▶ **Problem details**
From the records below, extract only the lines running from the line with "a single hotspot." to the line with "String, anchor: AnchorSpec", both lines included, reproducing them exactly.

▶ **Data for analysis**
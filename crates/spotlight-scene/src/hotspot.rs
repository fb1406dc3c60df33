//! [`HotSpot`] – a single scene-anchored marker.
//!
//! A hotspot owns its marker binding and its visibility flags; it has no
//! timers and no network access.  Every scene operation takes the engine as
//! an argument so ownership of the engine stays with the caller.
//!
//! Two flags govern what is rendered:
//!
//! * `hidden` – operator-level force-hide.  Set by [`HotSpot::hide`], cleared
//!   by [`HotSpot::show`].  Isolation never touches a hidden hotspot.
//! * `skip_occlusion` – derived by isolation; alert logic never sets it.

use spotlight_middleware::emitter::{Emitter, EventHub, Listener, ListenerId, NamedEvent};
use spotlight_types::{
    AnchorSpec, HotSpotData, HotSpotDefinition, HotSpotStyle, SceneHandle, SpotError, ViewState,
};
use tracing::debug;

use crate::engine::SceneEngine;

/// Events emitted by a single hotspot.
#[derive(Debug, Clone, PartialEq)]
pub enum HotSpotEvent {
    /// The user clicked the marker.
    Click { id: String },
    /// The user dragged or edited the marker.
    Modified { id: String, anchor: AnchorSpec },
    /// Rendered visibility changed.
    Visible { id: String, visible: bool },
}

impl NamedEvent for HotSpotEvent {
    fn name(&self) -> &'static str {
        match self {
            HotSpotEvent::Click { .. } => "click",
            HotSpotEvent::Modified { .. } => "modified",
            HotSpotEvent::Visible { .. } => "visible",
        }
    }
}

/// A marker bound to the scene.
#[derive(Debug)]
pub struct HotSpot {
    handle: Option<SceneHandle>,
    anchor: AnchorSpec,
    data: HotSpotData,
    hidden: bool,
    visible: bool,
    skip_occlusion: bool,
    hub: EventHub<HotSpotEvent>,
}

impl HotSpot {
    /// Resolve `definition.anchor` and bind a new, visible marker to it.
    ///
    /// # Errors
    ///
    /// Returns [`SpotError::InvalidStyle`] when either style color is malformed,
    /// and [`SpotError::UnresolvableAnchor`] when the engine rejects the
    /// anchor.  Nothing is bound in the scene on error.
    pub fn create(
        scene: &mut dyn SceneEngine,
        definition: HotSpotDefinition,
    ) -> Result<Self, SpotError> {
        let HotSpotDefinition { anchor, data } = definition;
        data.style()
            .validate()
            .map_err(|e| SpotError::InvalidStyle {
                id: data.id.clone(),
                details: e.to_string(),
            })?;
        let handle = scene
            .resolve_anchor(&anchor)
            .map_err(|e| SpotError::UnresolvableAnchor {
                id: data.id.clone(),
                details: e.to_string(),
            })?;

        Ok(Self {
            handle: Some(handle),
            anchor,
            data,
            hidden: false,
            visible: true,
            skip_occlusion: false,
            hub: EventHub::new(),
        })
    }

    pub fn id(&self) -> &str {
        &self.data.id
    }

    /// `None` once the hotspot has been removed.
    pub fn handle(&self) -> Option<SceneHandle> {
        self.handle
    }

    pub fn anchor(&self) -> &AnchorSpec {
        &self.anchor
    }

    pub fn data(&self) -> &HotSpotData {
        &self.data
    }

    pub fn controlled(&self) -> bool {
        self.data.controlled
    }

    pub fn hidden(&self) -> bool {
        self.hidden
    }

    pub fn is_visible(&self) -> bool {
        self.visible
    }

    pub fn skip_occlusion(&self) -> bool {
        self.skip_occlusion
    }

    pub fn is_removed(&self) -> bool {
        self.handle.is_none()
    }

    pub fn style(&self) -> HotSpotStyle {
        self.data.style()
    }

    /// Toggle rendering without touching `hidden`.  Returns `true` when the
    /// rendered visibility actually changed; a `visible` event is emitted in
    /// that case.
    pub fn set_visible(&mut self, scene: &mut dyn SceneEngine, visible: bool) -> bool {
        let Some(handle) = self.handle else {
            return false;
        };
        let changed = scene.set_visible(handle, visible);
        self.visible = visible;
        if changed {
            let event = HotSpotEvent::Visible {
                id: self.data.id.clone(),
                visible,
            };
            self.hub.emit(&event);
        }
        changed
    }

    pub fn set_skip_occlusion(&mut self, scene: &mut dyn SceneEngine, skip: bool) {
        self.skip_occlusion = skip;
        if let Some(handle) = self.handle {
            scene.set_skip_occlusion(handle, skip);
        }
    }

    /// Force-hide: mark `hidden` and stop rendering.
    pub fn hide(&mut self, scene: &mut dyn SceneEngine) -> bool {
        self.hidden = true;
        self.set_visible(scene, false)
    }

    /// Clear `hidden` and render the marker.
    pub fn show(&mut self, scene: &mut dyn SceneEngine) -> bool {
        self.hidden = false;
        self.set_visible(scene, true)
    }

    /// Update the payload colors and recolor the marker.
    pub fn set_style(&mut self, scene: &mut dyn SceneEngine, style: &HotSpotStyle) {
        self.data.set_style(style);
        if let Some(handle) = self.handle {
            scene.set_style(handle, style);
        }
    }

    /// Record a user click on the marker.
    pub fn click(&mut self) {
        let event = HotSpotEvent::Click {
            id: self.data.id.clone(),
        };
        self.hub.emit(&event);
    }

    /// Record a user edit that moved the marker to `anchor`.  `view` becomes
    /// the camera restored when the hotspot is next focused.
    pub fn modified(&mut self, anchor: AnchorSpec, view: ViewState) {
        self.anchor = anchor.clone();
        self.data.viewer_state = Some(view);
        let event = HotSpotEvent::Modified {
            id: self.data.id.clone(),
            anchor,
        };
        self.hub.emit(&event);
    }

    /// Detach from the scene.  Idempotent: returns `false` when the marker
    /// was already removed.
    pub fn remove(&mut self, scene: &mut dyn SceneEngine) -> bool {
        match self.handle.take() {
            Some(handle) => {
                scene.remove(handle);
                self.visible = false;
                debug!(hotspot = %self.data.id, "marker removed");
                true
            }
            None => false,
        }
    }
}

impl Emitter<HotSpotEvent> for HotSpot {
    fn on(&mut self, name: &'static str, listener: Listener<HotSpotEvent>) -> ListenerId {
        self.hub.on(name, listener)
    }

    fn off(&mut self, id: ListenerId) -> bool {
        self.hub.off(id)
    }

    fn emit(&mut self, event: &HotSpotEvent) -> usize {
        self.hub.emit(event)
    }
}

▶ **Answer to the exercise**
/// Events emitted by a single hotspot.
#[derive(Debug, Clone, PartialEq)]
pub enum HotSpotEvent {
    /// The user clicked the marker.
    Click { id: String },
    /// The user dragged or edited the marker.
    Modified { id: String, anchor: AnchorSpec },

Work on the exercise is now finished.